Hugo Logan

Personal information
- Full name: Hugo James Logan
- Date of birth: 21 September 1998 (age 27)
- Place of birth: Hertfordshire, England
- Position: Midfielder

Youth career
- 2008–2017: Milton Keynes Dons

College career
- Years: Team / Apps / (Gls)
- 2019–2021: Grand Canyon Antelopes / 36 / (10)

Senior career*
- Years: Team / Apps / (Gls)
- 2017–2018: Milton Keynes Dons / 0 / (0)
- 2018: → Hitchin Town (loan) / 5 / (2)
- 2026: Buckingham F.C. / 2 / (0)

International career^{‡}
- 2013: England U17 / 1 / (0)

= Hugo Logan =

English footballer

Hugo James Logan (born 21 September 1998) is an English former professional footballer who played as a midfielder for Grand Canyon Antelopes.

== Club career ==
=== Milton Keynes Dons ===
Logan joined Milton Keynes Dons' academy at the age of 10. Following graduation from the academy, Logan signed professional terms alongside fellow graduate Sam Nombe on 12 May 2017. On 5 June 2017, Logan was named in the League Football Education's 'The 11' for June 2017, a list highlighting the achievements of young professionals in the game.

Logan made his full professional debut for the club on 29 August 2017, featuring as a substitute in a 2–0 home win against Brighton & Hove Albion U21s in an EFL Trophy group stage fixture.

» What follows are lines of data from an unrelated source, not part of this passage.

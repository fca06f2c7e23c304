// ─────────────────────────────────────────────────────────────────────
// SCPN TI Envelope — State
// © 1998–2026 Miroslav Šotek. All rights reserved.
// Contact: www.anulum.li | protoscience@anulum.li
// ORCID: https://orcid.org/0009-0009-3560-0851
// License: GNU AGPL v3 | Commercial licensing available
// ─────────────────────────────────────────────────────────────────────
use crate::error::{TiError, TiResult};
use ndarray::{Array1, Array2, Axis};
use serde::{Deserialize, Serialize};
use std::collections::BTreeMap;
use std::path::PathBuf;

/// Per-element view of a solved head mesh.
/// Node coordinates and connectivity stay with the solver; only what the
/// post-processing needs is carried: region tags, volumes and element fields.
#[derive(Debug, Clone)]
pub struct ElementMesh {
    /// Where the mesh came from, used in error messages.
    pub origin: String,
    pub tags: Array1<i32>,            // [n]
    pub volumes: Option<Array1<f64>>, // [n], mm³
    vector_fields: BTreeMap<String, Array2<f64>>, // [n, 3]
    scalar_fields: BTreeMap<String, Array1<f64>>, // [n]
}

impl ElementMesh {
    pub fn new(origin: impl Into<String>, tags: Array1<i32>) -> Self {
        ElementMesh {
            origin: origin.into(),
            tags,
            volumes: None,
            vector_fields: BTreeMap::new(),
            scalar_fields: BTreeMap::new(),
        }
    }

    pub fn n_elements(&self) -> usize {
        self.tags.len()
    }

    pub fn with_volumes(mut self, volumes: Array1<f64>) -> TiResult<Self> {
        if volumes.len() != self.n_elements() {
            let expected = format!("[{}]", self.n_elements());
            return Err(self.shape_error("volume", volumes.shape(), expected));
        }
        self.volumes = Some(volumes);
        Ok(self)
    }

    pub fn add_vector_field(&mut self, name: &str, field: Array2<f64>) -> TiResult<()> {
        if field.dim() != (self.n_elements(), 3) {
            let expected = format!("[{}, 3]", self.n_elements());
            return Err(self.shape_error(name, field.shape(), expected));
        }
        self.vector_fields.insert(name.to_string(), field);
        Ok(())
    }

    pub fn add_scalar_field(&mut self, name: &str, field: Array1<f64>) -> TiResult<()> {
        if field.len() != self.n_elements() {
            let expected = format!("[{}]", self.n_elements());
            return Err(self.shape_error(name, field.shape(), expected));
        }
        self.scalar_fields.insert(name.to_string(), field);
        Ok(())
    }

    pub fn vector_field(&self, name: &str) -> TiResult<&Array2<f64>> {
        self.vector_fields
            .get(name)
            .ok_or_else(|| TiError::MissingArray {
                origin: self.origin.clone(),
                name: name.to_string(),
            })
    }

    pub fn scalar_field(&self, name: &str) -> TiResult<&Array1<f64>> {
        self.scalar_fields
            .get(name)
            .ok_or_else(|| TiError::MissingArray {
                origin: self.origin.clone(),
                name: name.to_string(),
            })
    }

    pub fn vector_fields(&self) -> impl Iterator<Item = (&str, &Array2<f64>)> {
        self.vector_fields.iter().map(|(k, v)| (k.as_str(), v))
    }

    pub fn scalar_fields(&self) -> impl Iterator<Item = (&str, &Array1<f64>)> {
        self.scalar_fields.iter().map(|(k, v)| (k.as_str(), v))
    }

    /// New mesh holding only `indices`, in the given order, with every
    /// field and the volumes carried along.
    pub fn select(&self, indices: &[usize]) -> ElementMesh {
        ElementMesh {
            origin: self.origin.clone(),
            tags: self.tags.select(Axis(0), indices),
            volumes: self.volumes.as_ref().map(|v| v.select(Axis(0), indices)),
            vector_fields: self
                .vector_fields
                .iter()
                .map(|(k, v)| (k.clone(), v.select(Axis(0), indices)))
                .collect(),
            scalar_fields: self
                .scalar_fields
                .iter()
                .map(|(k, v)| (k.clone(), v.select(Axis(0), indices)))
                .collect(),
        }
    }

    /// Same tags and volumes, no fields. Used as the carrier for derived output.
    pub fn geometry_only(&self) -> ElementMesh {
        ElementMesh {
            origin: self.origin.clone(),
            tags: self.tags.clone(),
            volumes: self.volumes.clone(),
            vector_fields: BTreeMap::new(),
            scalar_fields: BTreeMap::new(),
        }
    }

    fn shape_error(&self, name: &str, shape: &[usize], expected: String) -> TiError {
        TiError::FieldShape {
            origin: self.origin.clone(),
            name: name.to_string(),
            shape: shape.to_vec(),
            expected,
        }
    }
}

/// Threshold statistics over a masked region.
#[derive(Debug, Clone, PartialEq, Serialize, Deserialize)]
pub struct FocalityReport {
    pub threshold: f64,
    pub n_masked: usize,
    pub n_above: usize,
    /// `n_above / n_masked`, 0 when nothing is masked.
    pub fraction: f64,
    /// Volume of above-threshold elements over masked volume, when volumes exist.
    #[serde(default, skip_serializing_if = "Option::is_none")]
    pub volume_fraction: Option<f64>,
}

impl FocalityReport {
    /// True when no element matched the mask.
    pub fn is_empty(&self) -> bool {
        self.n_masked == 0
    }
}

/// Distribution of a scalar field over a masked region.
#[derive(Debug, Clone, PartialEq, Serialize, Deserialize)]
pub struct FieldSummary {
    pub max: f64,
    pub mean: f64,
    pub p50: f64,
    pub p95: f64,
    pub p99: f64,
    pub p99_9: f64,
}

/// Result of one full run, also written as `<subject>_TI_report.json`.
#[derive(Debug, Clone, Serialize, Deserialize)]
pub struct TiReport {
    pub subject: String,
    pub field_files: [PathBuf; 2],
    pub envelope_file: PathBuf,
    pub n_elements: usize,
    pub gm_tags: Vec<i32>,
    pub focality: FocalityReport,
    pub summary: Option<FieldSummary>,
    #[serde(default, skip_serializing_if = "Option::is_none")]
    pub directional_summary: Option<FieldSummary>,
}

During the same season, Logan went on to feature twice more in the same competition versus Stevenage and Oxford United.

On 12 February 2018, Logan joined Southern Football League Premier Division club Hitchin Town on loan for the remainder of the 2017–18 season. Following the conclusion of the season, Logan was one of several players released by Milton Keynes Dons, ending a ten-year association with the club.

=== United States ===
In 2019, Logan moved to the United States to pursue a graphic design degree at Grand Canyon University. Whilst at the university, Logan began playing college soccer for the Grand Canyon Antelopes.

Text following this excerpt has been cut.